My main comments are:
There is no estimation of the significance of the results in the results section. This should be fairly easy to fix. I suggest adding shadings to all figures where results are not significant, but it will be especially helpful for interpreting the cloud results I believe. There is a discussion of the significance of the results in the discussion section, but it is not clear what has been done and results are presented only for some properties. See more comments on this below.
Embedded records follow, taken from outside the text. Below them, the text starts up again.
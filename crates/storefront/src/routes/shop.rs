//! Shop route handler.

use axum::{
    Json,
    extract::{Query, State},
};
use tracing::instrument;

use crate::loaders::{ShopPage, ShopQuery, load_shop};
use crate::state::AppState;

/// Faceted shop page.
///
/// Never fails: store problems show up as an empty page with `error` set.
#[instrument(skip(state))]
pub async fn index(State(state): State<AppState>, Query(query): Query<ShopQuery>) -> Json<ShopPage> {
    Json(load_shop(state.store(), &query).await)
}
The study does not seem to take into account any changes in surface albedo from land use change and it is not entirely clear to me if BVOC emissions are allowed to affect oxidant chemistry and thus ozone and methane concentrations. I would assume not, since this is not discussed in the paper. The study would benefit, in my opinion, from highlighting early on and in the discussion and conclusion, which effects are and which are not included.

The manuscript lacks information on SOA mass yields, new particle formation mechanisms and early particle growth. Both of these are important for interpreting the results in my view.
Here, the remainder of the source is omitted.